From: Sean Christopherson <seanjc@google.com>
To: weizijie <zijie.wei@linux.alibaba.com>
Cc: kai.huang@intel.com, Paolo Bonzini <pbonzini@redhat.com>,
Thomas Gleixner <tglx@linutronix.de>,
Ingo Molnar <mingo@redhat.com>, Borislav Petkov <bp@alien8.de>,
Dave Hansen <dave.hansen@linux.intel.com>,
x86@kernel.org, "H . Peter Anvin" <hpa@zytor.com>,
kvm@vger.kernel.org, linux-kernel@vger.kernel.org,
xuyun <xuyun_xy.xy@linux.alibaba.com>
Subject: Re: [PATCH v4] KVM: x86: ioapic: Optimize EOI handling to reduce unnecessary VM exits
Date: Mon, 3 Mar 2025 09:55:42 -0800 [thread overview]
Message-ID: <Z8XtHvJ4KZTYa-yr@google.com> (raw)

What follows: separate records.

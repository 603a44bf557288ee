//! Article inputs, analysis output, and per-article results.

use bytes::Bytes;
use serde::{Deserialize, Serialize};

use crate::error::Stage;
use crate::types::page::{ArticleKey, BoundingBox, SegmentLabel};

/// An article that is already digital text (crawler output, `digital_json`).
#[derive(Debug, Clone, PartialEq, Eq, Serialize, Deserialize)]
pub struct DigitalArticle {
    pub title: String,
    pub content: String,
    #[serde(default, skip_serializing_if = "Option::is_none")]
    pub source: Option<String>,
    #[serde(default, skip_serializing_if = "Option::is_none")]
    pub url: Option<String>,
    #[serde(default, skip_serializing_if = "Option::is_none")]
    pub published_at: Option<String>,
}

impl DigitalArticle {
    pub fn new(title: impl Into<String>, content: impl Into<String>) -> Self {
        Self {
            title: title.into(),
            content: content.into(),
            source: None,
            url: None,
            published_at: None,
        }
    }

    pub fn with_source(mut self, source: impl Into<String>) -> Self {
        self.source = Some(source.into());
        self
    }

    pub fn with_url(mut self, url: impl Into<String>) -> Self {
        self.url = Some(url.into());
        self
    }
}

/// What the analyzer is asked to read.
#[derive(Debug, Clone, PartialEq)]
pub enum AnalysisInput {
    /// A cropped region of a page image
    Image {
        key: ArticleKey,
        image: Bytes,
        bbox: BoundingBox,
        language: Option<String>,
    },
    /// Digital text
    Text {
        key: ArticleKey,
        title: String,
        content: String,
        language: Option<String>,
    },
}

impl AnalysisInput {
    pub fn key(&self) -> ArticleKey {
        match self {
            AnalysisInput::Image { key, .. } | AnalysisInput::Text { key, .. } => *key,
        }
    }
}

#[derive(Debug, Clone, Copy, PartialEq, Eq, Serialize, Deserialize, Default)]
#[serde(rename_all = "UPPERCASE")]
pub enum Sentiment {
    Positive,
    Negative,
    #[default]
    Neutral,
}

/// Structured output of the analysis collaborator.
#[derive(Debug, Clone, PartialEq, Default, Serialize, Deserialize)]
pub struct ArticleAnalysis {
    #[serde(default)]
    pub heading: String,
    pub text: String,
    #[serde(default, skip_serializing_if = "Option::is_none")]
    pub translation: Option<String>,
    #[serde(default, skip_serializing_if = "Option::is_none")]
    pub translated_heading: Option<String>,
    #[serde(default)]
    pub summary: String,
    #[serde(default)]
    pub sentiment: Sentiment,
    /// Ministry tags; `Unknown` means the analyzer found none
    #[serde(default)]
    pub tags: Vec<String>,
    /// Dates mentioned in the article, `DD-MM-YYYY`
    #[serde(default, skip_serializing_if = "Vec::is_empty")]
    pub dates: Vec<String>,
}

impl ArticleAnalysis {
    /// At least one tag other than `Unknown`.
    pub fn is_tagged(&self) -> bool {
        self.tags
            .iter()
            .any(|t| !t.trim().is_empty() && !t.eq_ignore_ascii_case("unknown"))
    }
}

/// How one article candidate ended up.
#[derive(Debug, Clone, PartialEq, Serialize, Deserialize)]
#[serde(tag = "status", rename_all = "snake_case")]
pub enum ArticleOutcome {
    Analyzed {
        analysis: ArticleAnalysis,
        #[serde(default, skip_serializing_if = "Option::is_none")]
        image_url: Option<String>,
        #[serde(default, skip_serializing_if = "Option::is_none")]
        analysis_url: Option<String>,
        /// Set when the analysis succeeded but persisting it did not
        #[serde(default, skip_serializing_if = "Option::is_none")]
        upload_error: Option<String>,
    },
    /// Permanent-failure placeholder
    Failed {
        stage: Stage,
        error: String,
        attempts: u32,
    },
}

/// Output of the analysis stage for one article candidate.
#[derive(Debug, Clone, PartialEq, Serialize, Deserialize)]
pub struct ArticleResult {
    pub key: ArticleKey,
    pub article_id: String,
    pub label: SegmentLabel,
    #[serde(flatten)]
    pub outcome: ArticleOutcome,
}

impl ArticleResult {
    pub fn analysis(&self) -> Option<&ArticleAnalysis> {
        match &self.outcome {
            ArticleOutcome::Analyzed { analysis, .. } => Some(analysis),
            ArticleOutcome::Failed { .. } => None,
        }
    }

    pub fn is_failed(&self) -> bool {
        matches!(self.outcome, ArticleOutcome::Failed { .. })
    }
}

#[cfg(test)]
mod tests {
    use super::*;

    #[test]
    fn test_unknown_tag_is_untagged() {
        let mut analysis = ArticleAnalysis {
            tags: vec!["Unknown".into()],
            ..Default::default()
        };
        assert!(!analysis.is_tagged());

        analysis.tags.push("Ministry of Health".into());
        assert!(analysis.is_tagged());
    }

    #[test]
    fn test_failed_outcome_serializes_with_status() {
        let result = ArticleResult {
            key: ArticleKey::new(1, 2),
            article_id: "abc_p1_s2".into(),
            label: SegmentLabel::Article,
            outcome: ArticleOutcome::Failed {
                stage: Stage::Analyze,
                error: "timeout".into(),
                attempts: 3,
            },
        };

        let json = serde_json::to_value(&result).unwrap();
        assert_eq!(json["status"], "failed");
        assert_eq!(json["stage"], "analyze");
        assert_eq!(json["label"], "article");
        assert_eq!(json["key"]["page_index"], 1);
    }
}
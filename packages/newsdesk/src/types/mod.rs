//! Domain types.

pub mod article;
pub mod config;
pub mod job;
pub mod page;
pub mod result;
pub mod spool;
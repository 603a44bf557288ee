//! Shared helpers for integration tests.

use tracing_subscriber::EnvFilter;

/// Route `tracing` output through the test harness so `RUST_LOG=debug
/// cargo test` shows pipeline logs next to the failing test.
pub fn init_tracing() {
    let _ = tracing_subscriber::fmt()
        .with_env_filter(EnvFilter::from_default_env())
        .with_test_writer()
        .try_init();
}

In-Reply-To: <20250303052227.523411-1-zijie.wei@linux.alibaba.com>
Several minor comments. No need to post v5, I'll do so today as a small series
with preparatory patches to refactor and deduplicate the userspace vs. in-kernel
logic.
On Mon, Mar 03, 2025, weizijie wrote:
> Configuring IOAPIC routed interrupts triggers KVM to rescan all vCPU's
> ioapic_handled_vectors which is used to control which vectors need to
> trigger EOI-induced VMEXITs. If any interrupt is already in service on
> some vCPU using some vector when the IOAPIC is being rescanned, the
> vector is set to vCPU's ioapic_handled_vectors. If the vector is then
> reused by other interrupts, each of them will cause a VMEXIT even it is
> unnecessary. W/o further IOAPIC rescan, the vector remains set, and this
> issue persists, impacting guest's interrupt performance.
>
> Both
>
> commit db2bdcbbbd32 ("KVM: x86: fix edge EOI and IOAPIC reconfig race")
>
> and
>
> commit 0fc5a36dd6b3 ("KVM: x86: ioapic: Fix level-triggered EOI and
> IOAPIC reconfigure race")
>
> mentioned this issue, but it was considered as "rare" thus was not
> addressed. However in real environment this issue can actually happen
> in a well-behaved guest.
>
> Simple Fix Proposal:
> A straightforward solution is to record highest in-service IRQ that
> is pending at the time of the last scan. Then, upon the next guest
> exit, do a full KVM_REQ_SCAN_IOAPIC. This ensures that a re-scan of
> the ioapic occurs only when the recorded vector is EOI'd, and
> subsequently, the extra bits in the eoi_exit_bitmap are cleared,
> avoiding unnecessary VM exits.
Write changelogs as "commands", i.e. state what changes are actually being made,
as opposed to passively describing a proposed/possible change.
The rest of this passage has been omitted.